I have this working statement for searching a single column in my database:

$foods = $wpdb->get_results( $wpdb->prepare( "SELECT id, foodname, namevariations, calories, carbs, fat, protein, sodium FROM foodsTable WHERE namevariations like %s", "%$search_text%"), ARRAY_A ); 

I would like to include another column in the search called "foodname" but I can't seem to figure out the correct syntax.

How should I formulate my prepare statement so that I'm searching "namevariations" OR "foodname" and a match in either column will select that row?

3 Answers 3

1

The part after WHERE decides which columns are searched.

So you need to change it this way:

$foods = $wpdb->get_results(
    $wpdb->prepare(
        "SELECT id, foodname, namevariations, calories, carbs, fat, protein, sodium FROM foodsTable WHERE namevariations like %1$s OR foodname like %1$s",
        '%' . $wpdb->esc_like( $search_text ) . '%'
    ),
    ARRAY_A
);

Also you were using LIKE queries incorrectly.
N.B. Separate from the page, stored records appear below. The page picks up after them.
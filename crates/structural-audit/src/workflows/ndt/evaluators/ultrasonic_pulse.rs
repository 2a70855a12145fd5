use super::{derived, Evaluator, Tier};
use crate::workflows::ndt::domain::{DerivedResult, NdtTest, Severity};
use crate::workflows::ndt::measurement::Measurements;
use crate::workflows::ndt::thresholds::{Bound, ThresholdTable};

/// Pulse velocity in km/s.
pub const FIELDS: &[&str] = &["velocity"];

#[derive(Debug, Clone, Copy, PartialEq, Eq)]
pub enum PulseQuality {
    VeryGood,
    Good,
    Medium,
    Poor,
    VeryPoor,
}

impl Tier for PulseQuality {
    fn label(self) -> &'static str {
        match self {
            PulseQuality::VeryGood => "Very Good",
            PulseQuality::Good => "Good",
            PulseQuality::Medium => "Medium",
            PulseQuality::Poor => "Poor",
            PulseQuality::VeryPoor => "Very Poor",
        }
    }

    fn severity(self) -> Severity {
        match self {
            PulseQuality::VeryGood | PulseQuality::Good => Severity::Satisfactory,
            PulseQuality::Medium => Severity::Minor,
            PulseQuality::Poor => Severity::Moderate,
            PulseQuality::VeryPoor => Severity::Severe,
        }
    }

    fn recommendation(self) -> &'static str {
        match self {
            PulseQuality::VeryGood => {
                "Pulse velocity indicates very good concrete homogeneity. No further action required."
            }
            PulseQuality::Good => {
                "Pulse velocity indicates good concrete. Routine monitoring is sufficient."
            }
            PulseQuality::Medium => {
                "Pulse velocity indicates medium quality concrete. Investigate for voids or honeycombing."
            }
            PulseQuality::Poor => {
                "Pulse velocity indicates poor concrete. Carry out core testing to confirm in-situ strength."
            }
            PulseQuality::VeryPoor => {
                "No usable pulse velocity recorded or the concrete is severely deteriorated. Repeat the test and assess the member in detail."
            }
        }
    }
}

const QUALITY: ThresholdTable<PulseQuality> = ThresholdTable::new(
    &[
        (Bound::Above(4.5), PulseQuality::VeryGood),
        (Bound::AtLeast(3.5), PulseQuality::Good),
        (Bound::AtLeast(3.0), PulseQuality::Medium),
        (Bound::Above(0.0), PulseQuality::Poor),
    ],
    PulseQuality::VeryPoor,
);

pub fn classify(velocity: f64) -> PulseQuality {
    QUALITY.classify(velocity)
}

pub struct UltrasonicPulseVelocity;

impl Evaluator for UltrasonicPulseVelocity {
    fn test(&self) -> NdtTest {
        NdtTest::UltrasonicPulseVelocity
    }

    fn fields(&self) -> &'static [&'static str] {
        FIELDS
    }

    fn evaluate(&self, measurements: &Measurements) -> DerivedResult {
        let velocity = measurements.number("velocity");
        derived(classify(velocity), [("velocity", velocity)])
    }
}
If the $search_text contained % character, it would be interpreted as wildcard and not as simple character. That's why I've added some escaping in your code. More on this topic here: How do you properly prepare a %LIKE% SQL statement?

2
  • Hi! For some reason I'm getting this error with your suggestion: WordPress database error: [You have an error in your SQL syntax; check the manual that corresponds to your MariaDB server version for the right syntax to use near '%1 OR recipename like %1' at line 1] SELECT * FROM recipestable WHERE recipetags like %1 OR recipename like %1; []
    – Andy Bay
    Apr 3, 2021 at 12:30
  • Got it to work with this:$like = '%'. $wpdb->esc_like($searchExpression) . '%'; $sql_content = $wpdb->prepare( "SELECT ID FROM $wpdb->posts WHERE ( post_title LIKE '%%%s%%' or post_content LIKE '%%%s%%' )", $like, $like ); $post_id = $wpdb->get_var($sql_content);
    – Andy Bay
    Apr 3, 2021 at 15:01
0

Got it to work like this:

$recipes = $wpdb->get_results($wpdb->prepare("SELECT * FROM recipestable WHERE ( recipetags LIKE '%%%s%%' or recipename LIKE '%%%s%%' )", $like, $like ), ARRAY_A )
1
  • Your answer is off to a good start. Please consider explaining how and why this code solves the problem so others can learn from it. Check the guide to answers for further advice. Apr 3, 2021 at 19:55
0

For people landing from Google search, you can use numbered placeholders (%1$s, %2$s, etc.) in $wpdb->prepare() to use the same search term on multiple columns.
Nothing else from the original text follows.